Berezovsky was found by his bodyguard, in the bathroom of the oligarch’s suburban London home. Clues at the scene led police to conclude that the 67-year-old’s death was “consistent with hanging.” Yet an investigation was still in progress at press time, and toxicology results were still pending.

Russian pundits, meanwhile, could not bring themselves to believe that Berezovsky, detested by most Russians and criminally prosecuted in absentia, had killed himself, that he would have simply given up after more than a decade of fighting against Putin. Close acquaintances say Berezovsky became depressed after he lost a multimillion dollar lawsuit to Boris Abramovich – an oligarch and former business partner who continues to have close ties with the Kremlin – but recently seemed to be on the mend.

Berezovsky was the sort of brilliant, connected entrepreneur that epitomized 1990s Russian capitalism, making billions through shady privatization schemes, then exerting influence in high places to further increase his power and wealth.
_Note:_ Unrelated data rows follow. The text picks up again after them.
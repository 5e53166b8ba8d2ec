//! # Scheduler
//!
//! Owns the engine's threads:
//!
//! ```text
//!  Scheduler
//!  ├── TickDriver      "main thread"    always
//!  │   ├── TaskManager + WorkerPool
//!  │   └── one thread per AsyncManager
//!  ├── RenderDriver    "render thread"  client platforms only
//!  └── InputDriver     "input thread"   client platforms only
//! ```

pub mod client;
pub mod driver;
pub mod lifecycle;
pub mod manager;
pub mod pulse;
pub mod task;
pub mod worker;

use std::sync::Arc;

use crossbeam_channel::Receiver;

use strata_core::{CoreError, SnapshotRegistry};

pub use client::{FrameRenderer, InputDriver, InputEvent, InputHandler, RenderDriver};
pub use driver::TickDriver;
pub use lifecycle::{DriverState, StopSignal};
pub use manager::{AsyncManager, CopySnapshotManager, ManagerId};
pub use pulse::{Pulse, TickStats};
pub use task::{PendingTask, TaskId, TaskManager, TaskPriority};
pub use worker::WorkerPool;

use crate::config::{EngineConfig, Platform};
use crate::error::{EngineError, EngineResult};

struct ClientDrivers {
    render: RenderDriver,
    input: InputDriver,
}

/// The engine's thread set.
pub struct Scheduler {
    platform: Platform,
    main: TickDriver,
    client: Option<ClientDrivers>,
}

impl Scheduler {
    /// Builds the drivers for `config.platform`. Nothing is started.
    ///
    /// # Errors
    ///
    /// [`EngineError::Io`] if the async worker pool cannot spawn.
    pub fn new(config: &EngineConfig, registry: SnapshotRegistry) -> EngineResult<Self> {
        let client = config.platform.is_client().then(|| ClientDrivers {
            render: RenderDriver::new(config.frame_interval()),
            input: InputDriver::new(config.input_poll()),
        });
        Ok(Self {
            platform: config.platform,
            main: TickDriver::new(registry, config.pulse(), config.worker_threads)?,
            client,
        })
    }

    /// Starts the tick thread.
    ///
    /// # Errors
    ///
    /// [`CoreError::AlreadyRunning`] on a second call.
    pub fn start_main_thread(&self) -> EngineResult<()> {
        self.main.start()
    }

    /// Starts the render and input threads.
    ///
    /// # Errors
    ///
    /// [`EngineError::ClientThreadsUnavailable`] on the server platform,
    /// [`CoreError::AlreadyRunning`] if either is already running.
    pub fn start_client_threads(
        &self,
        renderer: impl FrameRenderer,
        events: Receiver<InputEvent>,
        handler: impl InputHandler,
    ) -> EngineResult<()> {
        let Some(client) = &self.client else {
            return Err(EngineError::ClientThreadsUnavailable {
                platform: self.platform,
            });
        };
        if client.render.state() != DriverState::Idle || client.input.state() != DriverState::Idle {
            if client.render.state() == DriverState::Running || client.input.state() == DriverState::Running {
                tracing::error!("attempt was made to start the client threads twice");
                return Err(CoreError::AlreadyRunning { what: "client threads" }.into());
            }
            return Err(CoreError::DriverStopped { what: "client threads" }.into());
        }
        client.render.start(renderer)?;
        if let Err(e) = client.input.start(events, handler) {
            client.render.stop();
            return Err(e);
        }
        Ok(())
    }

    /// Stops the tick, render and input threads. Idempotent; drivers that
    /// never started are simply marked stopped.
    pub fn stop(&self) {
        if let Some(client) = &self.client {
            client.input.stop();
            client.render.stop();
        }
        self.main.stop();
    }

    /// The tick driver.
    #[must_use]
    pub fn main(&self) -> &TickDriver {
        &self.main
    }

    /// The render driver, on client platforms.
    #[must_use]
    pub fn render(&self) -> Option<&RenderDriver> {
        self.client.as_ref().map(|c| &c.render)
    }

    /// The input driver, on client platforms.
    #[must_use]
    pub fn input(&self) -> Option<&InputDriver> {
        self.client.as_ref().map(|c| &c.input)
    }

    /// The task queue.
    #[must_use]
    pub fn tasks(&self) -> &TaskManager {
        self.main.tasks()
    }

    /// Registers a stage participant.
    ///
    /// # Errors
    ///
    /// See [`TickDriver::add_async_manager`].
    pub fn add_async_manager(&self, manager: Arc<dyn AsyncManager>) -> EngineResult<ManagerId> {
        self.main.add_async_manager(manager)
    }

    /// Removes a stage participant.
    pub fn remove_async_manager(&self, id: ManagerId) -> bool {
        self.main.remove_async_manager(id)
    }

    /// Every registered stage participant.
    #[must_use]
    pub fn async_managers(&self) -> Vec<Arc<dyn AsyncManager>> {
        self.main.async_managers()
    }

    /// Adds a `CopySnapshot` participant.
    pub fn add_snapshot_manager(&self, manager: Arc<dyn CopySnapshotManager>) {
        self.main.add_snapshot_manager(manager);
    }

    /// Removes a `CopySnapshot` participant.
    pub fn remove_snapshot_manager(&self, manager: &Arc<dyn CopySnapshotManager>) -> bool {
        self.main.remove_snapshot_manager(manager)
    }

    /// Cancels every task owned by `owner`.
    pub fn cancel_tasks(&self, owner: &str) -> usize {
        self.tasks().cancel_owner(owner)
    }

    /// Cancels every queued task.
    pub fn cancel_all_tasks(&self) {
        self.tasks().cancel_all();
    }

    /// Queued tasks, in drain order.
    #[must_use]
    pub fn pending_tasks(&self) -> Vec<PendingTask> {
        self.tasks().pending_tasks()
    }

    /// Async tasks executing right now.
    #[must_use]
    pub fn active_workers(&self) -> usize {
        self.tasks().active_workers()
    }

    /// Ticks run so far.
    #[must_use]
    pub fn up_time(&self) -> u64 {
        self.tasks().up_time()
    }

    /// Platform the drivers were built for.
    #[must_use]
    pub fn platform(&self) -> Platform {
        self.platform
    }
}

impl std::fmt::Debug for Scheduler {
    fn fmt(&self, f: &mut std::fmt::Formatter<'_>) -> std::fmt::Result {
        f.debug_struct("Scheduler")
            .field("platform", &self.platform)
            .field("main", &self.main)
            .finish_non_exhaustive()
    }
}

#[cfg(test)]
mod tests {
    use super::*;
    use strata_core::StageClock;

    struct NoRender;

    impl FrameRenderer for NoRender {
        fn render(&mut self, _frame: u64) {}
    }

    struct NoInput;

    impl InputHandler for NoInput {
        fn handle(&mut self, _event: InputEvent) {}
    }

    fn scheduler(platform: Platform) -> Scheduler {
        let config = EngineConfig::for_platform(platform);
        Scheduler::new(&config, SnapshotRegistry::new(StageClock::new())).unwrap()
    }

    #[test]
    fn test_server_has_no_client_threads() {
        let scheduler = scheduler(Platform::Server);
        assert!(scheduler.render().is_none());
        let (_tx, rx) = crossbeam_channel::unbounded();
        assert!(matches!(
            scheduler.start_client_threads(NoRender, rx, NoInput),
            Err(EngineError::ClientThreadsUnavailable { platform: Platform::Server })
        ));
        scheduler.stop();
    }

    #[test]
    fn test_client_threads_start_once() {
        let scheduler = scheduler(Platform::Client);
        let (_tx, rx) = crossbeam_channel::unbounded();
        scheduler.start_client_threads(NoRender, rx.clone(), NoInput).unwrap();
        assert!(matches!(
            scheduler.start_client_threads(NoRender, rx, NoInput),
            Err(EngineError::Core(CoreError::AlreadyRunning { what: "client threads" }))
        ));
        scheduler.stop();
        scheduler.stop();
        assert_eq!(scheduler.render().unwrap().state(), DriverState::Stopped);
        assert_eq!(scheduler.main().state(), DriverState::Stopped);
    }

    #[test]
    fn test_stop_with_only_main_started() {
        let scheduler = scheduler(Platform::Singleplayer);
        scheduler.start_main_thread().unwrap();
        scheduler.stop();
        assert_eq!(scheduler.input().unwrap().state(), DriverState::Stopped);
    }
}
He was born in Moscow; his father was an engineer and his mother was a medical researcher. He excelled academically and published many scholarly papers in mathematics. His first business involved selling VAZ cars from Russia’s huge Togliatti auto plant. From there, his fortune extended to banking and, notably, media, including television. The latter was a main weapon in his power brokerage arsenal.

Many have credited Berezovsky with plucking Vladimir Putin out of obscurity to serve as prime minister to the ailing President Yeltsin, assuring Putin’s ascendancy when Yeltsin resigned. But in this Berezovsky seems to have miscalculated. For Putin came to rely increasingly on his contacts in the security services, rather than on Berezovsky, eventually leading to the latter’s self-chosen exile in the UK when the two had a falling out.
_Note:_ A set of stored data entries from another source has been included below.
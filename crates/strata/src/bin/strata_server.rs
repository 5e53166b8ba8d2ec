//! # STRATA Server
//!
//! Headless engine: tick thread only, no render or input threads.
//!
//! ```bash
//! # Defaults (50 ms pulse, 4 async workers)
//! ./strata_server
//!
//! # With a config file and debug logging
//! RUST_LOG=strata=debug ./strata_server strata.toml
//! ```
//!
//! Type `stop` (or close stdin) to shut down.

use std::io::BufRead;
use std::sync::Arc;

use tracing_subscriber::EnvFilter;

use strata::{Engine, EngineConfig, EngineResult, Platform};
use strata_world::FlatWorldGenerator;

fn load_config() -> EngineResult<EngineConfig> {
    match std::env::args().nth(1) {
        Some(path) => EngineConfig::load(path),
        None => Ok(EngineConfig::for_platform(Platform::Server)),
    }
}

fn run(config: EngineConfig) -> EngineResult<()> {
    let engine = Engine::new(config)?;
    let world = engine.load_world("world", Arc::new(FlatWorldGenerator::default()))?;
    engine.start()?;

    println!("   ✓ World '{}' loaded ({})", world.name(), world.id());
    println!("   ✓ Tick driver running every {:?}", engine.config().pulse());
    println!();
    println!("   Type 'stop' to shut down.");
    println!();

    for line in std::io::stdin().lock().lines() {
        let line = line?;
        match line.trim() {
            "stop" => break,
            "status" => {
                let stats = engine.scheduler().main().stats();
                println!(
                    "   tick {} | age {} | regions {} | avg {} us | late {}",
                    engine.scheduler().main().tick(),
                    world.age(),
                    world.snapshot().region_count(),
                    stats.avg_tick_us,
                    stats.late_ticks
                );
            }
            "" => {}
            other => println!("   unknown command: {other}"),
        }
        if let Some(err) = engine.scheduler().main().last_error() {
            engine.stop();
            return Err(err);
        }
    }

    engine.stop();
    Ok(())
}

fn main() {
    let config = match load_config() {
        Ok(config) => config,
        Err(e) => {
            eprintln!("   ✗ FATAL: {e}");
            std::process::exit(1);
        }
    };

    tracing_subscriber::fmt()
        .with_env_filter(
            EnvFilter::try_from_default_env().unwrap_or_else(|_| EnvFilter::new(&config.log_filter)),
        )
        .init();

    println!("═══════════════════════════════════════════════════════════════════");
    println!("                    STRATA SERVER v{}", env!("CARGO_PKG_VERSION"));
    println!("                    platform: {}", config.platform);
    println!("═══════════════════════════════════════════════════════════════════");
    println!();

    if let Err(e) = run(config) {
        tracing::error!("server failed: {}", e);
        eprintln!("   ✗ FATAL: {e}");
        std::process::exit(1);
    }
    println!("   ✓ Server stopped");
}
//! # Spin Lock and the Dual-Lock Protocol
//!
//! A tiny test-and-test-and-set lock for values touched at high frequency
//! outside the tick stages (transforms moved by interpolation or input).
//! Critical sections must be a handful of loads and stores.
//!
//! ## Dual lock
//!
//! ```text
//!  thread 1: A.set_from(B)          thread 2: B.set_from(A)
//!  ──────────────────────           ──────────────────────
//!  dual_lock(A, B)                  dual_lock(B, A)
//!    lock lower address  ───┐  ┌───   lock lower address
//!    lock higher address    │  │      lock higher address
//!                           └──┴──> same order on both threads, no cycle
//! ```
//!
//! ## Safety Note
//!
//! The lock hands out `&mut T` from a shared reference, which needs an
//! `UnsafeCell`. Exclusive access is guaranteed by the `locked` flag.

#![allow(unsafe_code)]

use std::cell::UnsafeCell;
use std::hint;
use std::ops::{Deref, DerefMut};
use std::sync::atomic::{AtomicBool, Ordering};

/// Spin-based mutual exclusion around a value.
pub struct SpinLock<T> {
    locked: AtomicBool,
    value: UnsafeCell<T>,
}

// SAFETY: the lock serializes all access to `value`, so sharing it only
// requires the value itself to be sendable between threads.
unsafe impl<T: Send> Send for SpinLock<T> {}
// SAFETY: see above; `&SpinLock<T>` only ever yields `&mut T` under the lock.
unsafe impl<T: Send> Sync for SpinLock<T> {}

impl<T> SpinLock<T> {
    /// Creates an unlocked lock around `value`.
    #[must_use]
    pub const fn new(value: T) -> Self {
        Self {
            locked: AtomicBool::new(false),
            value: UnsafeCell::new(value),
        }
    }

    /// Spins until the lock is acquired.
    pub fn lock(&self) -> SpinGuard<'_, T> {
        loop {
            if let Some(guard) = self.try_lock() {
                return guard;
            }
            // Wait on a plain load so contended cores don't bounce the line
            while self.locked.load(Ordering::Relaxed) {
                hint::spin_loop();
            }
        }
    }

    /// Acquires the lock if it is free.
    pub fn try_lock(&self) -> Option<SpinGuard<'_, T>> {
        self.locked
            .compare_exchange_weak(false, true, Ordering::Acquire, Ordering::Relaxed)
            .ok()
            .map(|_| SpinGuard { lock: self })
    }

    /// Returns whether the lock is currently held.
    #[inline]
    #[must_use]
    pub fn is_locked(&self) -> bool {
        self.locked.load(Ordering::Relaxed)
    }

    /// Mutable access without locking; `&mut self` proves exclusivity.
    pub fn get_mut(&mut self) -> &mut T {
        self.value.get_mut()
    }

    /// Consumes the lock, returning the value.
    pub fn into_inner(self) -> T {
        self.value.into_inner()
    }

    fn address(&self) -> usize {
        self as *const Self as usize
    }
}

impl<T: Default> Default for SpinLock<T> {
    fn default() -> Self {
        Self::new(T::default())
    }
}

impl<T: std::fmt::Debug> std::fmt::Debug for SpinLock<T> {
    fn fmt(&self, f: &mut std::fmt::Formatter<'_>) -> std::fmt::Result {
        match self.try_lock() {
            Some(guard) => f.debug_struct("SpinLock").field("value", &*guard).finish(),
            None => f.debug_struct("SpinLock").field("value", &"<locked>").finish(),
        }
    }
}

/// RAII guard; the lock is released on drop.
pub struct SpinGuard<'a, T> {
    lock: &'a SpinLock<T>,
}

impl<T> Deref for SpinGuard<'_, T> {
    type Target = T;

    #[inline]
    fn deref(&self) -> &T {
        // SAFETY: the guard exists only while `locked` is held by us
        unsafe { &*self.lock.value.get() }
    }
}

impl<T> DerefMut for SpinGuard<'_, T> {
    #[inline]
    fn deref_mut(&mut self) -> &mut T {
        // SAFETY: the guard exists only while `locked` is held by us
        unsafe { &mut *self.lock.value.get() }
    }
}

impl<T> Drop for SpinGuard<'_, T> {
    fn drop(&mut self) {
        self.lock.locked.store(false, Ordering::Release);
    }
}

/// Locks two distinct spin locks in address order.
///
/// The guards come back in argument order regardless of which was taken
/// first, so `dual_lock(a, b)` and `dual_lock(b, a)` running concurrently
/// cannot deadlock.
///
/// # Panics
///
/// Panics if `a` and `b` are the same lock; that would spin forever.
pub fn dual_lock<'a, T>(
    a: &'a SpinLock<T>,
    b: &'a SpinLock<T>,
) -> (SpinGuard<'a, T>, SpinGuard<'a, T>) {
    assert!(
        !std::ptr::eq(a, b),
        "dual_lock called with the same lock twice"
    );
    if a.address() < b.address() {
        let first = a.lock();
        let second = b.lock();
        (first, second)
    } else {
        let second = b.lock();
        let first = a.lock();
        (first, second)
    }
}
In the years that followed, Berezovsky was a convenient scapegoat, blamed for everything from murdering whistleblower FSB operative Alexander Litvinenko to bankrolling mass anti-Putin protests. In his last interview, with Forbes Russia shortly before his death, Berezovsky said that he saw no point in living.

In fact, Berezovsky reportedly hoped to return to Russia and even sent Putin a letter asking to be let back in, perhaps in exchange for leniency in criminal probes. Why he would choose to commit suicide after setting in motion life-changing plans is unknown.

“The last phrase of the novel [1984] is β€˜He loved Big Brother,’” said Boris Vasiliev, a long-time Berezovsky acquaintance who headed many of the oligarch’s media projects, in an interview with New Times magazine. “That is defeat. And Boris? No, he escaped Putin’s law and order.”

“I owe him for all that I have become,” Vasiliev continued. “I think Putin is also sad. Berezovsky was also a part of his life.”